THE TASK = Search the data for the string "RuuviDecoder" and copy each line where it turns up.

GIVEN ENTRIES =
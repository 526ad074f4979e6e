//! Core application runner (business logic) for `ruuvitag-collector`.
//!
//! This module is decoupled from CLI parsing and process exit codes so it can
//! be driven deterministically with an injected dump stream and sink.

use crate::alias::{Alias, AliasMap};
use crate::beacon::BeaconSelector;
use crate::decoder::RuuviDecoder;
use crate::fields::{Field, FieldSelection};
use crate::filter::{FilterError, FilterMode, MacFilter};
use crate::hci::{self, EVENT_MARKER, FrameAssembler};
use crate::mac_address::MacAddress;
use crate::output::Sink;
use crate::output::influxdb::InfluxDbFormatter;
use crate::pipeline::Pipeline;
use crate::registry::StrategyRegistry;
use crate::strategy::{StrategyConfig, StrategyKind};
use clap::{ArgAction, Parser};
use log::{debug, error, info, trace};
use std::io;
use std::num::NonZeroUsize;
use std::time::{Duration, Instant, SystemTime};
use thiserror::Error;
use tokio::io::{AsyncBufRead, AsyncBufReadExt};

/// Collects RuuviTag measurements from `hcidump --raw` output on stdin and
/// prints accepted readings as InfluxDB line protocol.
#[derive(Parser, Debug, Clone)]
#[command(author, about, version)]
pub struct Options {
    /// The name of the measurement in InfluxDB line protocol.
    #[arg(long, default_value = "ruuvi_measurements")]
    pub influxdb_measurement: String,

    /// Specify human-readable alias for RuuviTag id.
    /// Format: --alias DE:AD:BE:EF:00:00=Sauna
    #[arg(long = "alias", value_parser = crate::alias::parse_alias, value_name = "ALIAS")]
    pub aliases: Vec<Alias>,

    /// Tag added to every reading to identify this receiver.
    #[arg(long)]
    pub receiver: Option<String>,

    /// How readings are thinned out per device.
    #[arg(long, default_value_t, value_enum)]
    pub strategy: StrategyKind,

    /// Minimum interval between stored readings of one device.
    /// Accepts duration with suffix: 3s, 1m, 9900ms, 2h.
    /// Without suffix, value is interpreted as seconds.
    #[arg(long, default_value = "9900ms", value_parser = crate::strategy::parse_duration)]
    pub update_limit: Duration,

    /// Acceleration change (in g) on any axis that counts as motion.
    #[arg(long, default_value_t = crate::strategy::DEFAULT_THRESHOLD)]
    pub threshold: f64,

    /// Number of past accelerations kept per device.
    #[arg(long, default_value_t = crate::strategy::DEFAULT_HISTORY_SIZE)]
    pub history_size: NonZeroUsize,

    /// Accept a reading that arrives exactly at the update limit.
    #[arg(long, default_value_t = true, action = ArgAction::Set)]
    pub inclusive_boundary: bool,

    /// Which devices to process.
    #[arg(long, default_value_t, value_enum)]
    pub filter_mode: FilterMode,

    /// Device listed for the blacklist or whitelist filter.
    #[arg(long = "filter-mac", value_name = "MAC")]
    pub filter_macs: Vec<MacAddress>,

    /// Comma-separated field names to store. All fields when omitted.
    #[arg(long, value_delimiter = ',', value_parser = crate::fields::parse_field)]
    pub fields: Vec<&'static Field>,

    /// Verbose output, log skipped and discarded lines
    #[arg(short = 'v', long = "verbose")]
    pub verbose: bool,
}

impl Default for Options {
    fn default() -> Self {
        let config = StrategyConfig::default();
        Self {
            influxdb_measurement: "ruuvi_measurements".to_string(),
            aliases: vec![],
            receiver: None,
            strategy: config.kind,
            update_limit: config.update_limit,
            threshold: config.threshold,
            history_size: config.history_size,
            inclusive_boundary: config.inclusive_boundary,
            filter_mode: FilterMode::None,
            filter_macs: vec![],
            fields: vec![],
            verbose: false,
        }
    }
}

impl Options {
    pub fn strategy_config(&self) -> StrategyConfig {
        StrategyConfig {
            kind: self.strategy,
            update_limit: self.update_limit,
            inclusive_boundary: self.inclusive_boundary,
            threshold: self.threshold,
            history_size: self.history_size,
        }
    }

    pub fn alias_map(&self) -> AliasMap {
        crate::alias::to_map(&self.aliases)
    }

    pub fn formatter(&self) -> InfluxDbFormatter {
        InfluxDbFormatter::new(
            self.influxdb_measurement.clone(),
            FieldSelection::new(self.fields.clone()),
        )
    }

    pub fn build_pipeline(&self) -> Result<Pipeline, RunError> {
        let aliases = self.alias_map();
        let filter = MacFilter::new(
            self.filter_mode,
            self.filter_macs.iter().copied(),
            &aliases,
        )?;
        let selector = BeaconSelector::new(
            Box::new(RuuviDecoder),
            Box::new(aliases),
            self.receiver.clone(),
        );
        let registry = StrategyRegistry::new(self.strategy_config());
        Ok(Pipeline::new(filter, selector, registry))
    }
}

/// Errors returned by the core run loop.
#[derive(Error, Debug)]
pub enum RunError {
    #[error(transparent)]
    Io(#[from] io::Error),
    #[error(transparent)]
    Filter(#[from] FilterError),
}

/// How the dump stream ended.
#[derive(Debug, Clone, Copy, PartialEq, Eq, Default)]
pub struct RunSummary {
    /// False if the adapter failed after the last decoded frame, or no event
    /// was ever seen.
    pub healthy: bool,
    /// Readings handed to the sink.
    pub saved: usize,
}

/// Adapter failure messages printed by `hcidump`, with a hint for each.
const ADAPTER_FAILURES: [(&str, &str); 2] = [
    (
        "device: disconnected",
        "the bluetooth adapter was disabled or physically disconnected",
    ),
    (
        "No such device",
        "check that the bluetooth adapter is enabled and working",
    ),
];

fn adapter_failure(line: &str) -> Option<&'static str> {
    ADAPTER_FAILURES
        .iter()
        .find(|(pattern, _)| line.contains(pattern))
        .map(|(_, hint)| *hint)
}

struct Runner<'p, 's> {
    pipeline: &'p Pipeline,
    sink: &'s mut dyn Sink,
    summary: RunSummary,
}

impl Runner<'_, '_> {
    fn handle_event(&mut self, line: &str) -> io::Result<()> {
        let frame = match hci::parse_line(line) {
            Ok(frame) => frame,
            Err(e) => {
                trace!("Skipping line: {e}");
                return Ok(());
            }
        };
        self.summary.healthy = true;

        let accepted = self
            .pipeline
            .process_frame(&frame, Instant::now(), SystemTime::now());
        if let Some(measurement) = accepted {
            self.sink.save(&measurement)?;
            self.summary.saved += 1;
            debug!("Saved reading from {}", measurement.mac);
        }
        Ok(())
    }
}

/// Run the collector over a `hcidump --raw` stream until it ends.
///
/// - Leading banner lines are skipped until the first event line.
/// - Wrapped events are joined before decoding.
/// - Adapter failure lines are logged and mark the run unhealthy until the
///   next decoded frame.
/// - Accepted readings are passed to `sink`; a sink failure ends the run.
pub async fn run_with_io<R>(
    options: &Options,
    input: R,
    sink: &mut dyn Sink,
) -> Result<RunSummary, RunError>
where
    R: AsyncBufRead + Unpin,
{
    let pipeline = options.build_pipeline()?;
    let mut runner = Runner {
        pipeline: &pipeline,
        sink,
        summary: RunSummary::default(),
    };
    let mut assembler = FrameAssembler::new();
    let mut data_received = false;
    let mut lines = input.lines();

    while let Some(line) = lines.next_line().await? {
        if let Some(hint) = adapter_failure(&line) {
            error!("{line}: {hint}");
            runner.summary.healthy = false;
            continue;
        }

        if !data_received {
            if !line.starts_with(EVENT_MARKER) {
                trace!("Skipping banner: {line}");
                continue;
            }
            info!("Successfully reading data from hcidump");
            data_received = true;
            runner.summary.healthy = true;
        }

        if let Some(event) = assembler.push(&line) {
            runner.handle_event(&event)?;
        }
    }

    if let Some(event) = assembler.flush() {
        runner.handle_event(&event)?;
    }

    Ok(runner.summary)
}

RESPONSE AREA =
use crate::decoder::RuuviDecoder;
            Box::new(RuuviDecoder),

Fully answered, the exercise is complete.